As noticed earlier, the deceased was highly educated lady
and was blessed with motherhood. Normally, a woman
committing suicide will leave a suicidal note. But it is
nobody’s case that any suicidal note written by the deceased
16
was found after she had received burn injuries. Further, if
the deceased had been fed up with her life and had decided
to commit suicide, she would not have failed to inform the
appellant that because of lack of love and affection on his
part she had set herself ablaze.
On overall view of the circumstances brought on the
record of the case, this Court is of the firm opinion that the
deceased did not die a suicidal death.
13. The next question which falls for consideration of the
Court is whether the deceased died an accidental death. As
observed in the earlier part of this judgment, the case of the
appellant is that while boiling milk for the infant, the
clothes of the deceased caught fire accidentally because of
the flames emanating from the stove as a result of which
she died. The panchnama of the place of incident
establishes that the place suggested by the defence where
the deceased was found engulfed in fire is a narrow passage
where several articles were lying. If the deceased had died
because of the flames emanating from the stove, the other
articles lying nearby would have been found to be burnt.
However, admittedly the panchnama of place of incident
17
does not indicate that any article was burnt except a towel
which was found partially burnt.
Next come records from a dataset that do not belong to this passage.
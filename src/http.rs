//! Transport primitives for directory calls.
//!
//! The module exposes [`ResponseMetadata`] and, behind the `reqwest` feature,
//! [`ReqwestHttpClient`]: a thin wrapper that posts JSON bodies, captures the status and
//! Retry-After hint of every response, and maps reqwest failures into the mirror's error
//! taxonomy so directory implementations never branch on transport details.

// std
use std::time::Duration as StdDuration;
#[cfg(feature = "reqwest")] use std::ops::Deref;
// crates.io
#[cfg(feature = "reqwest")] use reqwest::header::{CONTENT_TYPE, HeaderMap, RETRY_AFTER};
#[cfg(feature = "reqwest")] use time::format_description::well_known::Rfc2822;
// self
use crate::_prelude::*;
#[cfg(feature = "reqwest")]
use crate::error::{ConfigError, TransientError, TransportError};

/// Metadata captured from the most recent HTTP response.
///
/// Additional metadata fields may be added in future releases, so downstream code
/// should construct values using field names instead of struct update syntax.
#[derive(Clone, Debug, Default, PartialEq, Eq)]
pub struct ResponseMetadata {
	/// HTTP status code returned by the directory, if available.
	pub status: Option<u16>,
	/// Retry-After hint expressed as a relative duration.
	pub retry_after: Option<Duration>,
}

/// Thin wrapper around [`ReqwestClient`] so shared HTTP behavior lives in one place.
///
/// Directory endpoints answer directly, so clients built by
/// [`with_timeout`](Self::with_timeout) never follow redirects. Configure any custom
/// [`ReqwestClient`] passed to [`with_client`](Self::with_client) the same way and give it a
/// request timeout.
#[cfg(feature = "reqwest")]
#[derive(Clone, Debug, Default)]
pub struct ReqwestHttpClient(pub ReqwestClient);
#[cfg(feature = "reqwest")]
impl ReqwestHttpClient {
	/// Wraps an existing reqwest [`ReqwestClient`].
	pub fn with_client(client: ReqwestClient) -> Self {
		Self(client)
	}

	/// Builds a client that gives up on any call after `timeout` and ignores redirects.
	pub fn with_timeout(timeout: StdDuration) -> Result<Self, ConfigError> {
		let client = ReqwestClient::builder()
			.timeout(timeout)
			.redirect(reqwest::redirect::Policy::none())
			.build()?;

		Ok(Self(client))
	}

	/// Posts `body` as JSON and returns the raw response body with its metadata.
	///
	/// Non-success statuses become [`TransientError::UnexpectedStatus`] carrying the
	/// Retry-After hint.
	pub async fn post_json<B>(
		&self,
		operation: &'static str,
		url: Url,
		body: &B,
	) -> Result<(ResponseMetadata, Vec<u8>)>
	where
		B: ?Sized + Serialize,
	{
		let payload = serde_json::to_vec(body)
			.map_err(|source| ConfigError::RequestEncode { path: operation, source })?;
		let response = self
			.0
			.post(url)
			.header(CONTENT_TYPE, "application/json")
			.body(payload)
			.send()
			.await
			.map_err(|e| map_reqwest_error(operation, e))?;
		let status = response.status();
		let meta = ResponseMetadata {
			status: Some(status.as_u16()),
			retry_after: parse_retry_after(response.headers()),
		};

		if !status.is_success() {
			return Err(TransientError::UnexpectedStatus {
				status: status.as_u16(),
				retry_after: meta.retry_after,
			}
			.into());
		}

		let bytes = response.bytes().await.map_err(|e| map_reqwest_error(operation, e))?;

		Ok((meta, bytes.to_vec()))
	}
}
#[cfg(feature = "reqwest")]
impl AsRef<ReqwestClient> for ReqwestHttpClient {
	fn as_ref(&self) -> &ReqwestClient {
		&self.0
	}
}
#[cfg(feature = "reqwest")]
impl Deref for ReqwestHttpClient {
	type Target = ReqwestClient;

	fn deref(&self) -> &Self::Target {
		&self.0
	}
}

#[cfg(feature = "reqwest")]
fn map_reqwest_error(operation: &'static str, err: ReqwestError) -> Error {
	if err.is_builder() {
		return ConfigError::from(err).into();
	}
	if err.is_timeout() {
		return TransientError::Timeout { operation }.into();
	}

	TransportError::from(err).into()
}

#[cfg(feature = "reqwest")]
fn parse_retry_after(headers: &HeaderMap) -> Option<Duration> {
	let value = headers.get(RETRY_AFTER)?;
	let raw = value.to_str().ok()?.trim();

	if let Ok(secs) = raw.parse::<u64>() {
		return Some(Duration::seconds(i64::try_from(secs).unwrap_or(i64::MAX)));
	}
	if let Ok(moment) = OffsetDateTime::parse(raw, &Rfc2822) {
		let delta = moment - OffsetDateTime::now_utc();

		if delta.is_positive() {
			return Some(delta);
		}
	}

	None
}

/// Converts a mirror duration into a timer duration, clamping negatives to zero.
pub(crate) fn to_std_duration(duration: Duration) -> StdDuration {
	StdDuration::try_from(duration).unwrap_or(StdDuration::ZERO)
}

#[cfg(all(test, feature = "reqwest"))]
mod tests {
	// crates.io
	use reqwest::header::HeaderValue;
	// self
	use super::*;

	#[test]
	fn retry_after_accepts_seconds_and_ignores_garbage() {
		let mut headers = HeaderMap::new();

		headers.insert(RETRY_AFTER, HeaderValue::from_static("120"));

		assert_eq!(parse_retry_after(&headers), Some(Duration::seconds(120)));

		headers.insert(RETRY_AFTER, HeaderValue::from_static("soon"));

		assert_eq!(parse_retry_after(&headers), None);
		assert_eq!(parse_retry_after(&HeaderMap::new()), None);
	}

	#[test]
	fn retry_after_in_the_past_is_dropped() {
		let mut headers = HeaderMap::new();

		headers.insert(RETRY_AFTER, HeaderValue::from_static("Wed, 21 Oct 2015 07:28:00 GMT"));

		assert_eq!(parse_retry_after(&headers), None);
	}

	#[test]
	fn negative_durations_clamp_to_zero() {
		assert_eq!(to_std_duration(Duration::seconds(-5)), StdDuration::ZERO);
		assert_eq!(to_std_duration(Duration::seconds(5)), StdDuration::from_secs(5));
	}
}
Further, the story put
forth by the appellant that at midnight the deceased had got
up for boiling milk for the infant itself does not inspire
confidence of the Court. The deceased who was a teacher
by profession and well educated must be breastfeeding her
three months old infant and it would not be reasonable to
infer that the infant was being fed buffalo or any other milk.
It may also be mentioned that the deceased in the company
of the appellant had left her parental home between 11 pm
to 11.15 pm on April 5, 1983 and must not have gone to
sleep before 11.30 pm. From this fact, it would be
reasonable to hold that before going to the sleep, the young
infant child must have been fed and the child would not
have required another feed within two hours. Thus, the
story that deceased got up at 2.00 am in the night to boil
the milk for the infant does not inspire confidence of the
Court. The panchnama of the place of incident also makes
it clear that there was a kitchen in which there was a gas
cylinder. Therefore, even if it is assumed for the sake of
argument that the deceased had got up at 2.00 am for
18
boiling milk for the infant, it does not sound reasonable to
believe that she would attempt to light a kerosene stove in
the dingy and cramped passage normally used for washing
clothes, utensils etc. and would not go in the kitchen and
use gas connection for the purpose of heating the milk.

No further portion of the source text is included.